The day Granada fell was a momentous day for Europe, a day of rejoicing, the ultimate triumph; for the Maghreb it was the day of eternal sorrow. Just as the day is marked by celebrations in Spain, in Morocco, black flags are hung to indicate loss and mourning. Descendants of those expelled still retain the keys of their Andalusian homes as a symbol of the Andalusian syndrome (as in the Moroccan town of Sale).
The romance of Muslim Spain afflicted many like Chateaubriand and Victor Hugo. But it was reinforced by anthropological empathy for my colleague David Hart, who has lived in, and worked on, the Maghreb for decades. 'I only attend the first day of the two-day annual festival,' he confided to me, 'when Muslims and Christians are shown battling each other; my side" the Muslims, win on the first day and I leave after that because the next day they will lose'.
The Muslim impact must have indeed been great. Five centuries later, after the horrors of the Inquisition which strove to stamp out any influence of the Muslims, their presence in the literature, language and food of Spain is still evident. The characteristically Spanish guitar, the al in the language and even the cry ole which accompanies the flamenco (from wallah) are all believed to be derived from Muslim Spain.

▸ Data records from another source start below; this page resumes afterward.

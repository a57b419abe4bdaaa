//! Dotted JSON-path extraction.
//!
//! Paths are evaluated left-to-right against a JSON value. Segments are
//! separated by dots; a segment may be a plain key, a numeric index into an
//! array, or a double-quoted key for names that themselves contain dots
//! (`payload."user.email"`). A miss at any level yields `None`.

use serde_json::Value;

/// One parsed path segment. Numeric disambiguation happens at lookup time:
/// a segment of digits indexes arrays and still matches object keys.
#[derive(Debug, Clone, PartialEq, Eq)]
pub struct Segment(pub String);

/// Splits a dotted path into segments, honoring double-quoted names.
pub fn parse_path(path: &str) -> Vec<Segment> {
    let mut segments = Vec::new();
    let mut chars = path.chars().peekable();
    let mut current = String::new();

    while let Some(ch) = chars.next() {
        match ch {
            '"' => {
                for quoted in chars.by_ref() {
                    if quoted == '"' {
                        break;
                    }
                    current.push(quoted);
                }
            }
            '.' => {
                segments.push(Segment(std::mem::take(&mut current)));
            }
            _ => current.push(ch),
        }
    }
    segments.push(Segment(current));
    segments
}

/// Returns the sub-value addressed by `path`, or `None` when any segment
/// misses.
pub fn extract_json_path<'a>(value: &'a Value, path: &str) -> Option<&'a Value> {
    if path.is_empty() {
        return Some(value);
    }
    let mut cursor = value;
    for Segment(segment) in parse_path(path) {
        cursor = match cursor {
            Value::Object(map) => map.get(&segment)?,
            Value::Array(items) => {
                let index: usize = segment.parse().ok()?;
                items.get(index)?
            }
            _ => return None,
        };
    }
    Some(cursor)
}
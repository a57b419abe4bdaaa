//! # Error Handling
//!
//! All fallible operations in the engine return [`EngineError`]. The enum
//! mirrors the failure boundaries of the system: document and manifest
//! validation, reference resolution, module dispatch, timeouts, and remote
//! delegation. User-visible step failures are never `EngineError` values —
//! the dispatcher translates module errors into `fail` step results at the
//! boundary, and `EngineError` only escapes for conditions that prevent a
//! workflow from running at all (invalid document, unresolvable context
//! module, instantiation failure).
//!
//! ## Usage
//!
//! ```rust
//! use cascade_core::error::{EngineError, Result};
//!
//! fn lookup(step_id: &str) -> Result<()> {
//!     Err(EngineError::Resolution {
//!         symbol: step_id.to_string(),
//!         message: "unknown step id".to_string(),
//!     })
//! }
//! ```

/// Primary error type for all engine operations.
///
/// Variants correspond to the engine's failure boundaries. Errors that occur
/// inside a module invocation are captured by the dispatcher and surfaced as
/// `fail` step results rather than propagated as `EngineError`.
#[derive(Debug, thiserror::Error)]
pub enum EngineError {
    /// Workflow document or module manifest is structurally invalid.
    ///
    /// Surfaced before the run starts; a workflow with a validation error
    /// never executes.
    #[error("Validation error: {message}")]
    Validation {
        /// What failed validation and why
        message: String,
    },

    /// A reference to a module, method, context id, or step id did not
    /// resolve.
    #[error("Failed to resolve '{symbol}': {message}")]
    Resolution {
        /// The symbol that could not be resolved
        symbol: String,
        /// Why resolution failed
        message: String,
    },

    /// A module raised during invocation.
    #[error("Dispatch error in '{target}': {message}")]
    Dispatch {
        /// The `<instance>.<method>` target that failed
        target: String,
        /// Underlying failure description
        message: String,
    },

    /// A blocking operation or approval gate ran out of time.
    #[error("Timeout: {message}")]
    Timeout {
        /// What timed out and after how long
        message: String,
    },

    /// Remote workflow fetch or child engine failure.
    #[error("Delegation error: {message}")]
    Delegation {
        /// Underlying failure description
        message: String,
    },

    /// Failed to serialize or deserialize JSON data.
    #[error("Serialization error: {message}")]
    Serialization {
        /// Underlying serde failure
        message: String,
    },

    /// A `${...}` placeholder failed to render under strict templating.
    #[error("Template error: {message}")]
    Template {
        /// The placeholder and why it failed
        message: String,
    },

    /// Configuration is missing or malformed.
    #[error("Configuration error: {message}")]
    Configuration {
        /// Which setting failed and why
        message: String,
    },

    /// Filesystem or subprocess I/O failure.
    #[error("I/O error: {message}")]
    Io {
        /// Underlying I/O failure
        message: String,
    },
}

impl EngineError {
    pub fn validation(message: impl Into<String>) -> Self {
        Self::Validation {
            message: message.into(),
        }
    }

    pub fn resolution(symbol: impl Into<String>, message: impl Into<String>) -> Self {
        Self::Resolution {
            symbol: symbol.into(),
            message: message.into(),
        }
    }

    pub fn delegation(message: impl Into<String>) -> Self {
        Self::Delegation {
            message: message.into(),
        }
    }
}

impl From<serde_json::Error> for EngineError {
    fn from(err: serde_json::Error) -> Self {
        Self::Serialization {
            message: err.to_string(),
        }
    }
}

impl From<serde_yaml::Error> for EngineError {
    fn from(err: serde_yaml::Error) -> Self {
        Self::Validation {
            message: format!("invalid YAML: {}", err),
        }
    }
}

impl From<std::io::Error> for EngineError {
    fn from(err: std::io::Error) -> Self {
        Self::Io {
            message: err.to_string(),
        }
    }
}

/// Convenience alias used throughout the engine.
pub type Result<T> = std::result::Result<T, EngineError>;

#[cfg(test)]
mod tests {
    use super::*;

    #[test]
    fn display_includes_symbol_and_message() {
        let err = EngineError::resolution("context.gitops", "not declared in context_modules");
        assert_eq!(
            err.to_string(),
            "Failed to resolve 'context.gitops': not declared in context_modules"
        );
    }

    #[test]
    fn serde_json_errors_convert() {
        let err: EngineError = serde_json::from_str::<serde_json::Value>("{")
            .unwrap_err()
            .into();
        assert!(matches!(err, EngineError::Serialization { .. }));
    }
}
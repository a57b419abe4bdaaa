//! # Module Registry & Dispatcher
//!
//! The registry maps module names to `(manifest, factory)` pairs. Factories
//! are registered at build time; manifests ship compiled-in with the
//! built-in modules and can be overridden by `module.yaml` files discovered
//! under the configured modules directory. The manifest is the authority
//! for argument validation: dispatch rejects unknown methods and missing
//! required arguments before a module ever runs.
//!
//! Dispatch never returns an error for module-level failures — the §7
//! boundary rule is that user-visible failure is always a step result, so
//! unknown methods, missing arguments, and module errors all come back as
//! `fail` results naming the unresolved symbol or the underlying failure.

use std::collections::HashMap;
use std::path::Path;
use std::sync::Arc;

use serde::{Deserialize, Serialize};
use serde_json::{Map, Value};
use tracing::{debug, warn};

use crate::context::Context;
use crate::document::ContextModuleDecl;
use crate::error::{EngineError, Result};
use crate::modules::{CallContext, ModuleFactory, WorkflowModule};
use crate::result::StepResult;

/// A module's self-description, parsed from `module.yaml`.
#[derive(Debug, Clone, Serialize, Deserialize)]
pub struct ModuleManifest {
    pub name: String,
    pub class: String,
    pub version: String,
    pub author: String,
    #[serde(default)]
    pub methods: Vec<MethodSpec>,
}

/// One invocable method and its signature.
#[derive(Debug, Clone, Serialize, Deserialize)]
pub struct MethodSpec {
    pub name: String,
    #[serde(default)]
    pub arguments: Vec<ArgumentSpec>,
    /// Declared return shape. Consumed by scaffolding tools; the engine
    /// does not enforce it.
    #[serde(default)]
    pub returns: Value,
}

/// One declared argument.
#[derive(Debug, Clone, Serialize, Deserialize)]
pub struct ArgumentSpec {
    pub name: String,
    #[serde(rename = "type", default)]
    pub arg_type: Option<String>,
    #[serde(default)]
    pub required: bool,
}

impl ModuleManifest {
    pub fn from_yaml_str(yaml: &str) -> Result<Self> {
        Ok(serde_yaml::from_str(yaml)?)
    }

    pub fn method(&self, name: &str) -> Option<&MethodSpec> {
        self.methods.iter().find(|m| m.name == name)
    }
}

struct RegistryEntry {
    manifest: ModuleManifest,
    factory: Box<dyn ModuleFactory>,
}

/// Module name → (manifest, factory). Shared read-only across workflow
/// runs.
#[derive(Default)]
pub struct ModuleRegistry {
    entries: HashMap<String, RegistryEntry>,
}

impl ModuleRegistry {
    pub fn new() -> Self {
        Self::default()
    }

    /// Registers a module under its manifest name. Duplicate names are a
    /// validation error.
    pub fn register(
        &mut self,
        manifest: ModuleManifest,
        factory: impl ModuleFactory + 'static,
    ) -> Result<()> {
        let name = manifest.name.clone();
        if self.entries.contains_key(&name) {
            return Err(EngineError::validation(format!(
                "module '{}' is already registered",
                name
            )));
        }
        self.entries.insert(
            name,
            RegistryEntry {
                manifest,
                factory: Box::new(factory),
            },
        );
        Ok(())
    }

    pub fn manifest(&self, name: &str) -> Option<&ModuleManifest> {
        self.entries.get(name).map(|e| &e.manifest)
    }

    pub fn module_names(&self) -> Vec<&str> {
        self.entries.keys().map(String::as_str).collect()
    }

    /// Scans `modules_dir` for subdirectories carrying a `module.yaml` and
    /// overrides the stored manifest for every module whose factory is
    /// registered. Manifests without a matching factory are skipped with a
    /// warning — there is no code to run them.
    ///
    /// Returns the number of manifests loaded.
    pub fn discover(&mut self, modules_dir: &Path) -> Result<usize> {
        if !modules_dir.is_dir() {
            debug!(dir = %modules_dir.display(), "modules directory absent, keeping built-in manifests");
            return Ok(0);
        }
        let mut loaded = 0;
        for entry in std::fs::read_dir(modules_dir)? {
            let entry = entry?;
            let manifest_path = entry.path().join("module.yaml");
            if !manifest_path.is_file() {
                continue;
            }
            let raw = std::fs::read_to_string(&manifest_path)?;
            let manifest = ModuleManifest::from_yaml_str(&raw).map_err(|e| {
                EngineError::validation(format!(
                    "manifest {} is invalid: {}",
                    manifest_path.display(),
                    e
                ))
            })?;
            match self.entries.get_mut(&manifest.name) {
                Some(existing) => {
                    debug!(module = %manifest.name, path = %manifest_path.display(), "manifest loaded");
                    existing.manifest = manifest;
                    loaded += 1;
                }
                None => {
                    warn!(
                        module = %manifest.name,
                        path = %manifest_path.display(),
                        "manifest names a module with no registered implementation, skipping"
                    );
                }
            }
        }
        Ok(loaded)
    }

    /// Constructs one instance of `name` with the given static config.
    pub fn instantiate(&self, name: &str, config: &Value) -> Result<Arc<dyn WorkflowModule>> {
        let entry = self.entries.get(name).ok_or_else(|| {
            EngineError::resolution(name.to_string(), "module is not registered")
        })?;
        entry.factory.create(config)
    }

    /// Materializes every `context_modules` declaration into the run's
    /// context. Any failure here aborts the workflow before step 1.
    pub fn materialize(
        &self,
        declarations: &std::collections::BTreeMap<String, ContextModuleDecl>,
        context: &mut Context,
    ) -> Result<()> {
        for (id, decl) in declarations {
            let module_name = decl.module_name();
            let manifest = self.manifest(module_name).ok_or_else(|| {
                EngineError::resolution(
                    decl.module.clone(),
                    format!("context module '{}' names an unregistered module", id),
                )
            })?;
            if let Some(class) = decl.class_name() {
                if class != manifest.class {
                    return Err(EngineError::validation(format!(
                        "context module '{}' declares class '{}' but '{}' provides '{}'",
                        id, class, module_name, manifest.class
                    )));
                }
            }
            let instance = self.instantiate(module_name, &decl.config)?;
            context.bind(id.clone(), instance);
        }
        Ok(())
    }

    /// Invokes `method` on `instance`, applying the manifest contract.
    ///
    /// `target` is the original action string, used in diagnostics.
    pub async fn dispatch(
        &self,
        target: &str,
        instance: &Arc<dyn WorkflowModule>,
        method: &str,
        args: &Map<String, Value>,
        call: &CallContext,
    ) -> StepResult {
        let module_name = instance.module_name();
        let Some(manifest) = self.manifest(module_name) else {
            return StepResult::fail(format!(
                "module '{}' has no manifest registered",
                module_name
            ));
        };
        let Some(spec) = manifest.method(method) else {
            return StepResult::fail(format!(
                "unknown method '{}' on module '{}'",
                method, module_name
            ));
        };

        let missing: Vec<&str> = spec
            .arguments
            .iter()
            .filter(|arg| arg.required && !args.contains_key(&arg.name))
            .map(|arg| arg.name.as_str())
            .collect();
        if !missing.is_empty() {
            return StepResult::fail(format!(
                "missing required arguments for '{}': {}",
                target,
                missing.join(", ")
            ));
        }

        match instance.invoke(method, args, call).await {
            Ok(result) => result,
            Err(err) => {
                warn!(action = %target, error = %err, "module invocation failed");
                StepResult::fail(format!("'{}' raised: {}", target, err))
            }
        }
    }
}

impl std::fmt::Debug for ModuleRegistry {
    fn fmt(&self, f: &mut std::fmt::Formatter<'_>) -> std::fmt::Result {
        f.debug_struct("ModuleRegistry")
            .field("modules", &self.entries.keys().collect::<Vec<_>>())
            .finish()
    }
}

#[cfg(test)]
mod tests {
    use super::*;
    use crate::testing::{manifest_with_methods, recording_registry, RecordingModule};
    use serde_json::json;
    use uuid::Uuid;

    fn registry_with_recorder() -> (ModuleRegistry, RecordingModule) {
        recording_registry(
            "recorder",
            &[("echo", vec![("value", true)]), ("noop", vec![])],
        )
    }

    fn call() -> CallContext {
        CallContext::new(Uuid::new_v4(), json!({}))
    }

    #[tokio::test]
    async fn dispatch_rejects_unknown_methods() {
        let (registry, recorder) = registry_with_recorder();
        let instance = registry.instantiate("recorder", &Value::Null).unwrap();
        let result = registry
            .dispatch("recorder.nope", &instance, "nope", &Map::new(), &call())
            .await;
        assert_eq!(result.status, crate::result::StepStatus::Fail);
        assert!(result.message.contains("unknown method"));
        assert_eq!(recorder.invocations().len(), 0);
    }

    #[tokio::test]
    async fn dispatch_rejects_missing_required_arguments() {
        let (registry, recorder) = registry_with_recorder();
        let instance = registry.instantiate("recorder", &Value::Null).unwrap();
        let result = registry
            .dispatch("recorder.echo", &instance, "echo", &Map::new(), &call())
            .await;
        assert_eq!(result.status, crate::result::StepStatus::Fail);
        assert!(result.message.contains("value"));
        assert_eq!(recorder.invocations().len(), 0);
    }

    #[tokio::test]
    async fn dispatch_forwards_module_results() {
        let (registry, _) = registry_with_recorder();
        let instance = registry.instantiate("recorder", &Value::Null).unwrap();
        let mut args = Map::new();
        args.insert("value".to_string(), json!("hello"));
        let result = registry
            .dispatch("recorder.echo", &instance, "echo", &args, &call())
            .await;
        assert_eq!(result.status, crate::result::StepStatus::Ok);
        assert_eq!(result.data.unwrap()["value"], json!("hello"));
    }

    #[test]
    fn duplicate_registration_is_rejected() {
        let (mut registry, _) = registry_with_recorder();
        let factory = |_: &Value| -> crate::error::Result<Arc<dyn WorkflowModule>> {
            Err(EngineError::validation("unused"))
        };
        let err = registry.register(manifest_with_methods("recorder", &[]), factory);
        assert!(err.is_err());
    }

    #[test]
    fn discover_overrides_manifests_for_known_modules() {
        let (mut registry, _) = registry_with_recorder();
        let dir = tempfile::tempdir().unwrap();
        let module_dir = dir.path().join("recorder");
        std::fs::create_dir_all(&module_dir).unwrap();
        std::fs::write(
            module_dir.join("module.yaml"),
            r#"
name: recorder
class: Recorder
version: "9.9.9"
author: tests
methods:
  - name: echo
    arguments:
      - {name: value, type: string, required: true}
"#,
        )
        .unwrap();
        // A manifest with no registered factory is skipped.
        let stray = dir.path().join("stray");
        std::fs::create_dir_all(&stray).unwrap();
        std::fs::write(
            stray.join("module.yaml"),
            "name: stray\nclass: Stray\nversion: '0.1'\nauthor: tests\n",
        )
        .unwrap();

        let loaded = registry.discover(dir.path()).unwrap();
        assert_eq!(loaded, 1);
        assert_eq!(registry.manifest("recorder").unwrap().version, "9.9.9");
        assert!(registry.manifest("stray").is_none());
    }
}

Perhaps it was the Andalus syndrome that attracted the Aga Khan to Granada and who this June assisted the civil authorities in hosting a major international conference (which brought me to Granada) on Muslim Spain and the restoration of the Zafra house, which dates from the Nasirids. The presence of the King of Spain at the conference indicated the high regard the country has for its Muslim heritage. Some two dozen of the most distinguished scholars from around the world assembled; names such as the doyen of Islamic art and architecture, Professor Oleg Grabar of Princeton (formerly Harvard). Typical was the paper Dr Roger Boase read, on the impact of Arab culture on the European lyric.
Spain as a cultural cross-roads and the legacy of Muslim Spain were the key themes discussed. The speakers were quick to draw analogies with today's multi-ethnic, pluralistic society. Clearly Europe has much to learn from the period when Muslims lived and dominated Andalusia. However, the modern world was disturbing the ghosts of Granada. The smoke, noise and bustle of Japanese cars and motorbikes – the signs of the late twentieth century – were everywhere. On the walls I saw, painted in chalk, 'Americanos marranos'. This was perhaps a response to the Gulf War which many Spaniards opposed, perhaps a protest against the irresistible American cultural invasion.
In Granada the past meets the future and it does not work; McDonalds knocks on the doors of the Alhambra itself loudly proclaiming its gift of hamburgers; Columbus, Irving must contemplate, has a lot to answer for.